== Records supplied

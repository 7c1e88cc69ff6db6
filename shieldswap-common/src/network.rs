//! Network definitions.
//!
//! A [`NetworkConfig`] carries everything the orchestrator needs to know about
//! one chain deployment of the shielded pool: how gas is priced, which relay
//! channel is used, how the engine's data connection is throttled, and which
//! proving artifacts have to be present before the first proof.

use std::collections::BTreeMap;
use std::fmt;

use ethers::types::Address;
use serde::{Deserialize, Serialize};
use thiserror::Error;

use crate::types::TxidVersion;

// ═══════════════════════════════════════════════════════════════════════════════
// IDENTIFIERS
// ═══════════════════════════════════════════════════════════════════════════════

/// Stable name of a network, e.g. `ethereum` or `sepolia`.
#[derive(Clone, Debug, PartialEq, Eq, Hash, PartialOrd, Ord, Serialize, Deserialize)]
#[serde(transparent)]
pub struct NetworkName(String);

impl NetworkName {
    pub fn new(name: impl Into<String>) -> Self {
        Self(name.into().to_ascii_lowercase())
    }

    pub fn as_str(&self) -> &str {
        &self.0
    }
}

impl fmt::Display for NetworkName {
    fn fmt(&self, f: &mut fmt::Formatter<'_>) -> fmt::Result {
        f.write_str(&self.0)
    }
}

impl From<&str> for NetworkName {
    fn from(value: &str) -> Self {
        Self::new(value)
    }
}

/// How gas is priced on a network.
#[derive(Clone, Copy, Debug, PartialEq, Eq, Serialize, Deserialize)]
#[serde(rename_all = "lowercase")]
pub enum EvmGasType {
    /// Legacy `gasPrice`, no access lists.
    Type0,
    /// Legacy `gasPrice` with access lists.
    Type1,
    /// EIP-1559 `maxFeePerGas` / `maxPriorityFeePerGas`.
    Type2,
}

impl EvmGasType {
    pub fn uses_max_fee(self) -> bool {
        matches!(self, Self::Type2)
    }
}

/// Test networks submit through a self-hosted relay over HTTP; production
/// networks broadcast to the public relay swarm.
#[derive(Clone, Copy, Debug, Default, PartialEq, Eq, Serialize, Deserialize)]
#[serde(rename_all = "lowercase")]
pub enum NetworkEnvironment {
    #[default]
    Production,
    Test,
}

// ═══════════════════════════════════════════════════════════════════════════════
// ARTIFACT PROFILE
// ═══════════════════════════════════════════════════════════════════════════════

/// Circuit shape: number of spent notes × number of created notes.
#[derive(Clone, Copy, Debug, PartialEq, Eq, Hash, PartialOrd, Ord, Serialize, Deserialize)]
pub struct CircuitShape {
    pub inputs: u8,
    pub outputs: u8,
}

impl CircuitShape {
    pub const fn new(inputs: u8, outputs: u8) -> Self {
        Self { inputs, outputs }
    }
}

impl fmt::Display for CircuitShape {
    fn fmt(&self, f: &mut fmt::Formatter<'_>) -> fmt::Result {
        write!(f, "{:02}x{:02}", self.inputs, self.outputs)
    }
}

/// Where a family of artifacts can be downloaded from.
///
/// Gateways are tried in order; `content_hash` addresses the artifact
/// directory on every gateway.
#[derive(Clone, Debug, PartialEq, Eq, Serialize, Deserialize)]
pub struct DistributionSource {
    pub content_hash: String,
    pub gateways: Vec<String>,
}

/// Artifacts a network needs before it can prove.
#[derive(Clone, Debug, PartialEq, Eq, Serialize, Deserialize)]
pub struct ArtifactProfile {
    /// Prefix under which every entry of this network is stored.
    pub storage_prefix: String,
    /// Networks that can use the artifacts bundled with the engine set this
    /// to `false`; only the proof-of-innocence family is primed for them.
    #[serde(default)]
    pub requires_custom_artifacts: bool,
    #[serde(default = "default_transact_shapes")]
    pub shapes: Vec<CircuitShape>,
    #[serde(default)]
    pub distribution: Option<DistributionSource>,
    /// Whether proof-of-innocence circuits are primed for this network.
    #[serde(default = "bool_true")]
    pub include_poi: bool,
}

impl ArtifactProfile {
    /// Profile for a network served by the engine's bundled artifacts.
    pub fn bundled(storage_prefix: impl Into<String>) -> Self {
        Self {
            storage_prefix: storage_prefix.into(),
            requires_custom_artifacts: false,
            shapes: default_transact_shapes(),
            distribution: None,
            include_poi: true,
        }
    }
}

/// Network-agnostic proof-of-innocence circuits.
#[derive(Clone, Debug, PartialEq, Eq, Serialize, Deserialize)]
pub struct PoiArtifactConfig {
    #[serde(default = "default_poi_shapes")]
    pub shapes: Vec<CircuitShape>,
    pub distribution: DistributionSource,
}

impl Default for PoiArtifactConfig {
    fn default() -> Self {
        Self {
            shapes: default_poi_shapes(),
            distribution: DistributionSource {
                content_hash: "QmZrP9zaZw2LwErT2yA6VpMWm65UdToQiKj4DtStVsUJHr".to_string(),
                gateways: default_gateways(),
            },
        }
    }
}

fn default_transact_shapes() -> Vec<CircuitShape> {
    vec![
        CircuitShape::new(1, 1),
        CircuitShape::new(1, 2),
        CircuitShape::new(1, 3),
        CircuitShape::new(2, 2),
        CircuitShape::new(2, 3),
        CircuitShape::new(8, 2),
        CircuitShape::new(13, 1),
    ]
}

fn default_poi_shapes() -> Vec<CircuitShape> {
    vec![CircuitShape::new(3, 3), CircuitShape::new(13, 13)]
}

pub fn default_gateways() -> Vec<String> {
    vec![
        "https://ipfs-lb.com".to_string(),
        "https://ipfs.io".to_string(),
        "https://dweb.link".to_string(),
    ]
}

fn bool_true() -> bool {
    true
}

// ═══════════════════════════════════════════════════════════════════════════════
// NETWORK CONFIGURATION
// ═══════════════════════════════════════════════════════════════════════════════

/// Configuration for a single network.
#[derive(Clone, Debug, Serialize, Deserialize)]
pub struct NetworkConfig {
    pub name: NetworkName,
    pub chain_id: u64,
    /// Chain family discriminator sent to relays; `0` is EVM.
    #[serde(default)]
    pub chain_type: u8,
    #[serde(default)]
    pub environment: NetworkEnvironment,
    pub gas_type: EvmGasType,
    /// The single upstream RPC endpoint used for the engine's data connection.
    pub rpc_url: String,
    /// Per-request batch size of the engine's data connection. Anything above
    /// one reliably trips upstream rate limits.
    #[serde(default = "default_provider_batch_max_count")]
    pub provider_batch_max_count: u32,
    pub wrapped_native_token: Address,
    /// Contract that executes cross-contract calls and re-shields their output.
    #[serde(default)]
    pub relay_adapt_contract: Option<Address>,
    #[serde(default = "default_unshield_fee_bps")]
    pub unshield_fee_bps: u32,
    #[serde(default = "default_shield_fee_bps")]
    pub shield_fee_bps: u32,
    /// Self-hosted relay used on test networks.
    #[serde(default)]
    pub test_relay_url: Option<String>,
    #[serde(default = "default_txid_version")]
    pub txid_version: TxidVersion,
    pub artifacts: ArtifactProfile,
}

impl NetworkConfig {
    pub fn is_test(&self) -> bool {
        self.environment == NetworkEnvironment::Test
    }
}

fn default_provider_batch_max_count() -> u32 {
    1
}

fn default_unshield_fee_bps() -> u32 {
    25
}

fn default_shield_fee_bps() -> u32 {
    25
}

fn default_txid_version() -> TxidVersion {
    TxidVersion::V2PoseidonMerkle
}

/// Networks available to one orchestrator instance.
#[derive(Clone, Debug, Default, Serialize, Deserialize)]
#[serde(transparent)]
pub struct NetworkRegistry {
    networks: BTreeMap<NetworkName, NetworkConfig>,
}

#[derive(Debug, Clone, Error, PartialEq, Eq)]
#[error("unknown network: {0}")]
pub struct UnknownNetwork(pub NetworkName);

impl NetworkRegistry {
    pub fn new(networks: impl IntoIterator<Item = NetworkConfig>) -> Self {
        Self {
            networks: networks
                .into_iter()
                .map(|config| (config.name.clone(), config))
                .collect(),
        }
    }

    pub fn get(&self, name: &NetworkName) -> Result<&NetworkConfig, UnknownNetwork> {
        self.networks
            .get(name)
            .ok_or_else(|| UnknownNetwork(name.clone()))
    }

    pub fn insert(&mut self, config: NetworkConfig) {
        self.networks.insert(config.name.clone(), config);
    }

    pub fn names(&self) -> impl Iterator<Item = &NetworkName> {
        self.networks.keys()
    }

    pub fn iter(&self) -> impl Iterator<Item = &NetworkConfig> {
        self.networks.values()
    }
}

/// Built-in deployments. Operators override or extend these through the
/// configuration file.
pub fn default_networks() -> NetworkRegistry {
    NetworkRegistry::new([
        NetworkConfig {
            name: NetworkName::new("ethereum"),
            chain_id: 1,
            chain_type: 0,
            environment: NetworkEnvironment::Production,
            gas_type: EvmGasType::Type2,
            rpc_url: "https://eth.llamarpc.com".to_string(),
            provider_batch_max_count: default_provider_batch_max_count(),
            wrapped_native_token: static_address("0xC02aaA39b223FE8D0A0e5C4F27eAD9083C756Cc2"),
            relay_adapt_contract: None,
            unshield_fee_bps: default_unshield_fee_bps(),
            shield_fee_bps: default_shield_fee_bps(),
            test_relay_url: None,
            txid_version: default_txid_version(),
            artifacts: ArtifactProfile::bundled("ethereum"),
        },
        NetworkConfig {
            name: NetworkName::new("arbitrum"),
            chain_id: 42161,
            chain_type: 0,
            environment: NetworkEnvironment::Production,
            gas_type: EvmGasType::Type2,
            rpc_url: "https://arb1.arbitrum.io/rpc".to_string(),
            provider_batch_max_count: default_provider_batch_max_count(),
            wrapped_native_token: static_address("0x82aF49447D8a07e3bd95BD0d56f35241523fBab1"),
            relay_adapt_contract: None,
            unshield_fee_bps: default_unshield_fee_bps(),
            shield_fee_bps: default_shield_fee_bps(),
            test_relay_url: None,
            txid_version: default_txid_version(),
            artifacts: ArtifactProfile::bundled("arbitrum"),
        },
        NetworkConfig {
            name: NetworkName::new("bsc"),
            chain_id: 56,
            chain_type: 0,
            environment: NetworkEnvironment::Production,
            gas_type: EvmGasType::Type0,
            rpc_url: "https://bsc-dataseed.binance.org".to_string(),
            provider_batch_max_count: default_provider_batch_max_count(),
            wrapped_native_token: static_address("0xbb4CdB9CBd36B01bD1cBaEBF2De08d9173bc095c"),
            relay_adapt_contract: None,
            unshield_fee_bps: default_unshield_fee_bps(),
            shield_fee_bps: default_shield_fee_bps(),
            test_relay_url: None,
            txid_version: default_txid_version(),
            artifacts: ArtifactProfile::bundled("bsc"),
        },
        NetworkConfig {
            name: NetworkName::new("sepolia"),
            chain_id: 11_155_111,
            chain_type: 0,
            environment: NetworkEnvironment::Test,
            gas_type: EvmGasType::Type2,
            rpc_url: "https://ethereum-sepolia-rpc.publicnode.com".to_string(),
            provider_batch_max_count: default_provider_batch_max_count(),
            wrapped_native_token: static_address("0xfFf9976782d46CC05630D1f6eBAb18b2324d6B14"),
            relay_adapt_contract: None,
            unshield_fee_bps: default_unshield_fee_bps(),
            shield_fee_bps: default_shield_fee_bps(),
            test_relay_url: Some("http://127.0.0.1:3010".to_string()),
            txid_version: default_txid_version(),
            artifacts: ArtifactProfile {
                storage_prefix: "sepolia".to_string(),
                requires_custom_artifacts: true,
                shapes: default_transact_shapes(),
                distribution: Some(DistributionSource {
                    content_hash: "QmUsmnK4PFc7zDp2cmC4wBZxYLjNyRgWfs5GNcJJ2uLcpU".to_string(),
                    gateways: default_gateways(),
                }),
                include_poi: true,
            },
        },
    ])
}

fn static_address(literal: &str) -> Address {
    literal
        .parse()
        .expect("built-in network address literal is valid hex")
}

#[cfg(test)]
mod tests {
    use super::*;

    #[test]
    fn shape_display_is_zero_padded() {
        assert_eq!(CircuitShape::new(1, 2).to_string(), "01x02");
        assert_eq!(CircuitShape::new(13, 1).to_string(), "13x01");
    }

    #[test]
    fn default_registry_resolves_known_networks() {
        let registry = default_networks();
        let sepolia = registry.get(&NetworkName::new("Sepolia")).unwrap();
        assert!(sepolia.is_test());
        assert!(sepolia.artifacts.requires_custom_artifacts);
        assert!(sepolia.test_relay_url.is_some());

        let ethereum = registry.get(&"ethereum".into()).unwrap();
        assert!(!ethereum.is_test());
        assert_eq!(ethereum.unshield_fee_bps, 25);
        assert_eq!(ethereum.provider_batch_max_count, 1);
    }

    #[test]
    fn unknown_network_is_reported() {
        let registry = default_networks();
        let err = registry.get(&NetworkName::new("nowhere")).unwrap_err();
        assert_eq!(err.to_string(), "unknown network: nowhere");
    }

    #[test]
    fn artifact_profile_defaults_from_json() {
        let profile: ArtifactProfile =
            serde_json::from_str(r#"{"storage_prefix":"custom"}"#).unwrap();
        assert!(!profile.requires_custom_artifacts);
        assert!(profile.include_poi);
        assert!(!profile.shapes.is_empty());
    }
}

====

Work to complete:
Answer with one number, namely how many lines in the records contain the string "DistributionSource".

Exercise result:
5